When you look at someone's home, you can often pick out the things that the owners truly pride themselves on. Sometimes it is immediately apparent, such as a perfectly manicured lawn that is as green and lush as the fairways of St. Andrews. For others, a perfectly organized garage, well kept porch, or ridiculously clean home (I'm looking at you Wendy) allows you a brief glimpse into their inner workings to understand where time and dedication have almost no bounds. However, if you visit our home, something that I truly pride myself on (and actually hope you either don't notice or assume it has always been part of the house) are period appropriate architectural details. 

I have an attention to original detail that annoyingly permeates almost everything we do in our home. I will painstakingly obsess over the smallest details, especially when it comes to architectural elements and period ornamentation, usually to the point where Wendy contemplates divorce. Many of our home's true original elements have been lost over the years, but I've spent our time in the house attempting to reclaim the known character elements through salvage and restoration. I think it is well worth the trouble. Besides, with a more modest and simple home such as ours, it isn't nearly as overwhelming as it would be with a large Eastlake Victorian.

Last week we covered some of the major items we've accomplished that impact the curb appeal of our home. Within that post, a brief mention was made regarding our home's front stairs. This project, although much of it was hired out to a pro, was the single largest project to humor my obsessive attention to appropriate detail, and remains our most significant contribution to restoring a bit of period Victorian character to our home.

When we moved into our home, a large brick staircase lead to the front door of our house and our neighbor's house. It didn't strike anyone as particularly horrible or wrong, but after living in Old Town for a bit and seeing all of the other houses of similar age, I knew that something was amiss. Through as much research as we could perform, specific details of when the stairs were constructed and what stood before could not be uncovered, but it was obvious that what we had was just plain wrong. 

I decided to start looking around online and in magazines to determine a suitable replacement. Walking around our neighborhood and the rest of Old Town, it became apparent that the proper stairs were most likely a heavy cast iron configuration. 

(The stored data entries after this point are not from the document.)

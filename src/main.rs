//! Kukui - Main entrypoint.
//!
//! Command-line front end for validating and generating configuration and
//! for exercising the containers with the loaded settings.

use std::path::PathBuf;
use std::process;
use std::sync::Arc;

use anyhow::{Context, Result};
use clap::{Parser, Subcommand};
use tracing::info;

use kukui_lib::config::{self, ConfigLoader, KukuiConfig, LogConfig, ENV_PREFIX};
use kukui_lib::data_structures::{
    ArrayStack, BTreeTrieMap, CircularArrayFifoQueue, ListFifoQueue, WorkList,
};
use kukui_lib::error::{
    report_error, set_error_reporter, ErrorContext, KukuiResult, TracingErrorReporter,
};

/// Command line arguments for kukui.
#[derive(Parser, Debug)]
#[clap(name = "kukui", version, author, about)]
struct Args {
    /// Path to configuration file
    #[clap(short, long, value_parser)]
    config: Option<PathBuf>,

    /// Command to execute
    #[clap(subcommand)]
    command: Option<Command>,
}

/// Available subcommands.
#[derive(Subcommand, Debug)]
enum Command {
    /// Validate the configuration file
    Validate,

    /// Generate a default configuration file
    GenConfig {
        /// Path to output configuration file (`.json` for JSON, TOML otherwise)
        #[clap(short, long, value_parser)]
        output: PathBuf,
    },

    /// Run the containers once with the loaded configuration
    Smoke,
}

/// Initialize the logging system.
fn init_logging(log: &LogConfig) -> Result<()> {
    let filter = tracing_subscriber::EnvFilter::try_from_default_env()
        .unwrap_or_else(|_| tracing_subscriber::EnvFilter::new(&log.level));
    let builder = tracing_subscriber::fmt()
        .with_env_filter(filter)
        .with_line_number(log.source_location)
        .with_file(log.source_location)
        .with_thread_names(true);

    let installed = if log.json {
        tracing::subscriber::set_global_default(builder.json().finish())
    } else {
        tracing::subscriber::set_global_default(builder.pretty().finish())
    };
    installed.context("Failed to set global tracing subscriber")
}

/// Drives every container through a short workload.
fn smoke(config: &KukuiConfig) -> KukuiResult<()> {
    const WORDS: [&str; 6] = ["app", "apple", "apply", "bat", "bath", "cat"];

    let mut trie: BTreeTrieMap<str, usize> = BTreeTrieMap::with_config(config.trie_map.clone());
    for (i, word) in WORDS.iter().enumerate() {
        trie.insert(*word, i)?;
    }
    let prefixed: Vec<String> = trie
        .entries_with_prefix("ap")?
        .into_iter()
        .map(|(key, _)| key.into_iter().collect())
        .collect();
    info!(keys = trie.size(), nodes = trie.node_count(), ?prefixed, "trie map populated");

    trie.delete("apple")?;
    info!(keys = trie.size(), nodes = trie.node_count(), "trie map after delete");

    let mut stack = ArrayStack::with_config(&config.worklists);
    let mut list_queue = ListFifoQueue::new();
    let mut ring_queue = CircularArrayFifoQueue::with_config(&config.worklists);
    for word in WORDS {
        stack.add(word)?;
        list_queue.add(word)?;
        ring_queue.add(word)?;
    }

    let mut drained = (Vec::new(), Vec::new(), Vec::new());
    while stack.has_work() {
        drained.0.push(stack.next()?);
        drained.1.push(list_queue.next()?);
        drained.2.push(ring_queue.next()?);
    }
    info!(stack = ?drained.0, list_queue = ?drained.1, ring_queue = ?drained.2, "worklists drained");

    Ok(())
}

/// Main entry point for the application.
fn main() -> Result<()> {
    let args = Args::parse();
    let loader = ConfigLoader::new(args.config.as_deref(), ENV_PREFIX);

    let settings = match loader.load() {
        Ok(settings) => settings,
        Err(e) => {
            eprintln!("Configuration error: {e}");
            process::exit(1);
        }
    };

    init_logging(&settings.log)?;
    set_error_reporter(Arc::new(TracingErrorReporter::new()));
    config::init_global_config(settings.clone());

    match args.command.unwrap_or(Command::Validate) {
        Command::Validate => {
            info!("Configuration validated successfully");
            Ok(())
        }
        Command::GenConfig { output } => {
            info!("Generating default configuration");

            if let Some(parent) = output.parent() {
                std::fs::create_dir_all(parent)
                    .with_context(|| format!("Failed to create {parent:?}"))?;
            }
            config::write_config(&KukuiConfig::default(), &output)
                .with_context(|| format!("Failed to write configuration to {output:?}"))?;

            info!("Default configuration written to {:?}", output);
            Ok(())
        }
        Command::Smoke => {
            if let Err(e) = smoke(&settings) {
                report_error(ErrorContext::new(e, "smoke"));
                process::exit(1);
            }
            Ok(())
        }
    }
}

The photo above shows the stairs that our neighbors have, and the following photo is of a large house across the street, again with a cast iron setup.

Beyond the area right around our house, all differnt styles of cast iron stairs can be found, each similar but with unique characteristics, from small and simple to large and grand. 

As you can see, many have similar cast iron stairs with slight variations in the newel posts, risers or paint color.

Through our research we came across a few different options that ranged from custom-made wrought iron railings on stone or wood stairs, stamped metal stairs, spiral stairs, and beyond. But in the cast iron stair department, I kept coming across a Canadian company named Steptoe and Wife. They have a model called the "Kensington" that is a heavy cast iron stair based on a multi-part assembly of individual pieces. The pattern they use for their stairs was created as a replica of stairs from a Canadian foundry. I was going in the right direction, but the look wasn't historically accurate for our area.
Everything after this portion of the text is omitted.